Introduction: B12 deficiency is often seen in pernicious anemia, gastric surgeries, and strict vegetarian/vegan, but there are an increasing number of young, healthy patients presenting with severe pancytopenia secondary to vitamin B12 deficiency from excessive recreational nitrous oxide use. Approximately 6% of people aged less than 60 and 20% of adults older than 60 are vitamin B12 deficient in the U.S. and UK1, compared to 42.2% of recreational nitrous oxide users, who have a circulating concentration of total vitamin B12 lower than the reference interval2. The psychophysiology of vitamin B12 deficiency from excessive nitrous oxide is due to oxidation of cobalt in vitamin B12 (cobalamin), which irreversibly inactivates the cobalamin; hence, it is unable to function as a coenzyme.

Case description We present a case of a 24-year-old female with a past medical history of iron deficiency anemia, substance-use disorder including fentaNYL abuse and recreational nitrous oxide presented to the emergency department with shortness of breath, weakness, fatigue, and recurrent fevers, chills, myalgia, and lightheadedness. Vitals: BP 107/56 HR 56 RR 18 T 98.4 F 100 % on room air. Exam with a pale, ill-appearing female and no focal neurological deficit. Labs with WBC 3.2 (ANC 0.6, slight left shift), hemoglobin 3.5 on arrival (MCV 94) with prior baseline of 12.4 in 2021, platelet 15. Reticulocyte absolute 0.02. D-dimer 7.32, INR 1.4, PTT 26, fibrinogen 196. AST 56, ALT 20, total bilirubin 1.4, direct bilirubin 0.6, indirect 0.8, ALP 35. Cr 0.79.
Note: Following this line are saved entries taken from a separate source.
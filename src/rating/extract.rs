//! Pulling a JSON object out of free-form model output.
//!
//! Models asked for "exactly one JSON object" still wrap it in prose or code
//! fences, and small models occasionally emit `Infinity`. We normalize, take the
//! widest `{ ... }` span, and parse that.

use std::sync::LazyLock;

use regex::Regex;
use serde_json::Value;

static OBJECT_SPAN: LazyLock<Regex> =
    LazyLock::new(|| Regex::new(r"(?s)\{.*\}").expect("object span regex is valid"));

/// Why a reply could not be turned into JSON.
#[derive(Debug, Clone, PartialEq, Eq)]
pub enum ExtractError {
    NoObject(String),
    Malformed(String),
}

impl std::fmt::Display for ExtractError {
    fn fmt(&self, f: &mut std::fmt::Formatter<'_>) -> std::fmt::Result {
        match self {
            ExtractError::NoObject(text) => write!(f, "No JSON object in: {text}"),
            ExtractError::Malformed(err) => write!(f, "Malformed JSON object: {err}"),
        }
    }
}

/// Extract and parse the first (greedy) brace-delimited object in `text`.
pub fn parse_first_json(text: &str) -> Result<Value, ExtractError> {
    let mut cleaned = text.trim().replace("Infinity", "null");
    if cleaned.starts_with("```") && cleaned.ends_with("```") {
        cleaned = cleaned.trim_matches('`').to_string();
    }

    let span = OBJECT_SPAN
        .find(&cleaned)
        .ok_or_else(|| ExtractError::NoObject(cleaned.clone()))?;

    serde_json::from_str(span.as_str()).map_err(|e| ExtractError::Malformed(e.to_string()))
}
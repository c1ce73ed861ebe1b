use crate::rand_xoshiro::rand_core::RngCore;
use thiserror::Error;

cfg_if::cfg_if! {
    if #[cfg(feature="u32_index")] {
        // use u32 to store index, for less memory usage
        pub type VertexIndex = u32;  // the vertex index in the input graph
        pub type EdgeIndex = u32;  // the position of an arc inside the CSR column array
    } else {
        pub type VertexIndex = usize;
        pub type EdgeIndex = usize;
    }
}

pub type VertexNum = VertexIndex;

/// "no vertex": the in-memory encoding of `-1` in the matching vector;
/// only the CLI and the Python binding translate it back to a signed `-1`
pub const SENTINEL: VertexIndex = VertexIndex::MAX;

/// the same sentinel for the `usize`-typed phase state cells, independent of the `u32_index` feature
pub const NO_VERTEX: usize = usize::MAX;

/// errors that terminate the caller; the search itself has no recoverable errors
#[derive(Error, Debug)]
pub enum MatchingError {
    /// offsets not monotonic, final offset disagreeing with the arc count, or column index out of range
    #[error("invalid CSR input: {0}")]
    InvalidCsr(String),
    /// the solver requires at least one worker thread
    #[error("invalid thread count: {0}, at least 1 required")]
    InvalidThreadCount(usize),
    #[error("I/O error: {0}")]
    Io(#[from] std::io::Error),
}

#[allow(dead_code)]
/// use Xoshiro256StarStar for deterministic random number generator
pub type DeterministicRng = rand_xoshiro::Xoshiro256StarStar;

pub trait F64Rng {
    fn next_f64(&mut self) -> f64;
}

impl F64Rng for DeterministicRng {
    fn next_f64(&mut self) -> f64 {
        f64::from_bits(0x3FF << 52 | self.next_u64() >> 12) - 1.
    }
}

/// the number of matched pairs in a matching vector
pub fn matching_cardinality(matching: &[VertexIndex]) -> usize {
    matching.iter().filter(|&&mate| mate != SENTINEL).count() / 2
}

/// convert a matching vector to the signed representation used at the CLI/FFI boundary
#[allow(clippy::unnecessary_cast)]
pub fn matching_to_signed(matching: &[VertexIndex]) -> Vec<i64> {
    matching
        .iter()
        .map(|&mate| if mate == SENTINEL { -1 } else { mate as i64 })
        .collect()
}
Patient tested negative for Treponema pallidum, strep pneumoniae, Legionella, mycoplasma, influenza, HIV, RSV. Antibody screen negative on blood bank testing. CT head was unremarkable. CT chest abdomen pelvis showed minimal early/developing infectious changes in the left upper lobe of the lung, mild periportal edema in the liver, and small amount of pelvic ascites. Patient started on vancomycin and cefepime for septic shock.

Patient was admitted to the ICU and received 2U PRBC and 1 unit platelets. Hemoglobin improved to 7.7. Peripheral blood smear revealed severe normocytic anemia with circulating nuclear cells and rare schistocytes, marked absolute neutropenia with left-shifted neutrophils show toxic changes and marked absolute monocytopenia, eosinophilia, and basophilia, severe thrombocytopenia. Hemolysis labs with haptoglobin < 10 (30-200) and LDH 1800 (135-214). Inappropriately low reticulocyte count 2.3. B12 level is undetectably low. A bone marrow biopsy was performed which showed pancytopenia. Severe vitamin B12 deficiency is likely related to persistent Whippet use, which ultimately led to pancytopenia and hemolytic anemia. Patient was treated with a vitamin B12 supplement, and discharged on hospital day 5.

Follow-up with PCP in a week showed improvement of all cell counts with complete blood count showed hemoglobin 11.5, WBC 5.6 and platelets of 155

Discussion

Patients with excessive recreational nitrous oxide use are at greater risk of developing severe vitamin B12 deficiency and can present with pancytopenia, hemolytic anemia, and exonal neuropathy. For many patients, stopping recreational nitrous oxide and supplementing vitamin B12 is sufficient to improve pancytopenia, but prolonged deficiency of vitamin B12 can lead to permanent axonal damage. This case highlights the importance of recognizing vitamin B12 deficiency in recreational nitrous oxide users, and preventing hematological and long-term neurological complications.